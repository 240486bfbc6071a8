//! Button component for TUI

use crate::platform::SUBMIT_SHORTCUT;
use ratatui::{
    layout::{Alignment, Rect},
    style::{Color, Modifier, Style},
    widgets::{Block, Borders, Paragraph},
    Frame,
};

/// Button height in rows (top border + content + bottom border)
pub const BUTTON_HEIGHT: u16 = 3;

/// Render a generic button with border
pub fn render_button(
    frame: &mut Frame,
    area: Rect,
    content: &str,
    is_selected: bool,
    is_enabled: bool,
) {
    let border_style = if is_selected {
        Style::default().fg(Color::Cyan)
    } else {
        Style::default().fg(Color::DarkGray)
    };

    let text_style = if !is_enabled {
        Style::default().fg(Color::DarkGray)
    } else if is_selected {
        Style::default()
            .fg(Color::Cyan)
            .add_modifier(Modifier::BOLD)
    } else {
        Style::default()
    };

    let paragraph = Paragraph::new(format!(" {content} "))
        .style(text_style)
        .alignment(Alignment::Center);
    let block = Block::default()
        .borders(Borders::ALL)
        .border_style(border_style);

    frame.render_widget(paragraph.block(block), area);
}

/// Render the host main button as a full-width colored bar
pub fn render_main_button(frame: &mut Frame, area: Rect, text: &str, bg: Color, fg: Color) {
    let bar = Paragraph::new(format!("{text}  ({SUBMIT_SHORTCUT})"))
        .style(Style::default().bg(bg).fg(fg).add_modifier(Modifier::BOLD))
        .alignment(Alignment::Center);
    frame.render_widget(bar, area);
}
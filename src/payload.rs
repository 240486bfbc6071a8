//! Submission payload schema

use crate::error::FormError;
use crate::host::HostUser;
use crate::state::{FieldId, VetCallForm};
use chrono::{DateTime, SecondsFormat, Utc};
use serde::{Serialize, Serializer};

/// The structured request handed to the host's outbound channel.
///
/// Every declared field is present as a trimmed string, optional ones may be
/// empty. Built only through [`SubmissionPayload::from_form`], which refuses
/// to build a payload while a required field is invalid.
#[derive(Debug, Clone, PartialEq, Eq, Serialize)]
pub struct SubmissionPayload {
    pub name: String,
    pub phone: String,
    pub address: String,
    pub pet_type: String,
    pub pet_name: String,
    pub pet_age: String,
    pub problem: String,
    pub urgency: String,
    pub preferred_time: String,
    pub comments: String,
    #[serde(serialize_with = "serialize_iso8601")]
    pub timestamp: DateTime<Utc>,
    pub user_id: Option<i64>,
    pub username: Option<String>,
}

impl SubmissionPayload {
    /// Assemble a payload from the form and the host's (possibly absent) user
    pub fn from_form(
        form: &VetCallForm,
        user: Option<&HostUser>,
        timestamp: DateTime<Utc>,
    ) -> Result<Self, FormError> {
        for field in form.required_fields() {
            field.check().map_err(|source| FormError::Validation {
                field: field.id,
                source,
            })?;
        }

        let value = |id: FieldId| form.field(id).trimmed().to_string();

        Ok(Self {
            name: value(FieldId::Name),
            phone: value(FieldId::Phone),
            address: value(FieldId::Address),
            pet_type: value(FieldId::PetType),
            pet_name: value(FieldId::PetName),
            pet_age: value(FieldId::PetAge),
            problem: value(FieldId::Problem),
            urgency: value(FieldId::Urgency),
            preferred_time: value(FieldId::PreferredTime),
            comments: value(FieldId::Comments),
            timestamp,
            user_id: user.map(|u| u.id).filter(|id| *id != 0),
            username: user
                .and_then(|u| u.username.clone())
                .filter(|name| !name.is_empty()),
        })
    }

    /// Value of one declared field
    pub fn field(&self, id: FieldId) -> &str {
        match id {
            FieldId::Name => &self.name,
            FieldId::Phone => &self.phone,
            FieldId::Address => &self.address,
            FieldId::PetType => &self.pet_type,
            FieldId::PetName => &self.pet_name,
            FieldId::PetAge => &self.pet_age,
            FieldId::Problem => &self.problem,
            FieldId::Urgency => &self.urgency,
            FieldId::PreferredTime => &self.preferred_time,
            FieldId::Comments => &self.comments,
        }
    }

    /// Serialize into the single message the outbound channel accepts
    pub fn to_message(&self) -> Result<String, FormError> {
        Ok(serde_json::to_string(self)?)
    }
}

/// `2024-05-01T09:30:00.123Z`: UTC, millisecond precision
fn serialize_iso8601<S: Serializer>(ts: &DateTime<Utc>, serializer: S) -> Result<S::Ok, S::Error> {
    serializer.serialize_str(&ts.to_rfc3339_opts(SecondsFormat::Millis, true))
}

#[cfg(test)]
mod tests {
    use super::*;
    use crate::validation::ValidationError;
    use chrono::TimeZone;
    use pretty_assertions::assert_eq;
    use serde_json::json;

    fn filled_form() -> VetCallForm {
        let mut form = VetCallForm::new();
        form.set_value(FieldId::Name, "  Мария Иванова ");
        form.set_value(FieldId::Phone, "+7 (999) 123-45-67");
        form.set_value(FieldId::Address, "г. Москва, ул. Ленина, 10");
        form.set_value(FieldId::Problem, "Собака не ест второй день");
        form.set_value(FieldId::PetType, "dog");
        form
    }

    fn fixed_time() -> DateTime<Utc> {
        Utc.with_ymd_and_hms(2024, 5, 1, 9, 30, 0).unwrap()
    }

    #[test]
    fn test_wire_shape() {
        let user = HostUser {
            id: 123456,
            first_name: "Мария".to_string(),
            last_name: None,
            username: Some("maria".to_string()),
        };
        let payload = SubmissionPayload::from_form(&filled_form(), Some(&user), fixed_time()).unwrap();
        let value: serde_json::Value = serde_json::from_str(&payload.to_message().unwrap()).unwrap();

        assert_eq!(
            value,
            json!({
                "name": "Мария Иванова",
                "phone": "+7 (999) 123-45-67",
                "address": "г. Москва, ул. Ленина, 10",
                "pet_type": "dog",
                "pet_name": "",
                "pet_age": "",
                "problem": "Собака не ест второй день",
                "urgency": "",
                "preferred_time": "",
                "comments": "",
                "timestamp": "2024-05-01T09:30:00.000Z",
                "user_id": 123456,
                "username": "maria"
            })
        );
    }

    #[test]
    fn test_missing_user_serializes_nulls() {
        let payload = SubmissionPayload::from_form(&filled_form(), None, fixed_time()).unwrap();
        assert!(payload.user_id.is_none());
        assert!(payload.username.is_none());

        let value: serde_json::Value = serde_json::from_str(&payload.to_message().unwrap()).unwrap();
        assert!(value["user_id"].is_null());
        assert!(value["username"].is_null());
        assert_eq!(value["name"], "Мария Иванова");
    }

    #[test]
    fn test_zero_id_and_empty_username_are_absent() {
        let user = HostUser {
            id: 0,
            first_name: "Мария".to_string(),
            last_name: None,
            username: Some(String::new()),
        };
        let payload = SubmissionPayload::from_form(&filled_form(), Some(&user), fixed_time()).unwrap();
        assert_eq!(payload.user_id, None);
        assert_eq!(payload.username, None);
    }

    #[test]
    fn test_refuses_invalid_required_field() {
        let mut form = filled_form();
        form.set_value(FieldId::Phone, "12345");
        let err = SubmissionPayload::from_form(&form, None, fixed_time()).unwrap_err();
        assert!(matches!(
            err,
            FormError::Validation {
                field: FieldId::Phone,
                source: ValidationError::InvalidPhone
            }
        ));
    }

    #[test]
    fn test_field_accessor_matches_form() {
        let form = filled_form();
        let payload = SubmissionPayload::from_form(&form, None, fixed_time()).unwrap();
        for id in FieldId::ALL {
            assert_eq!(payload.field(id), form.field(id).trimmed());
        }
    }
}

AIM OF THE TASK | Restate word for word every line from the one containing "assert_eq!(payload.field(id), form.field(id).trimmed());" through the final line of the listing. Both end lines belong in the answer.

TASK SOLUTION |
            assert_eq!(payload.field(id), form.field(id).trimmed());
        }
    }
}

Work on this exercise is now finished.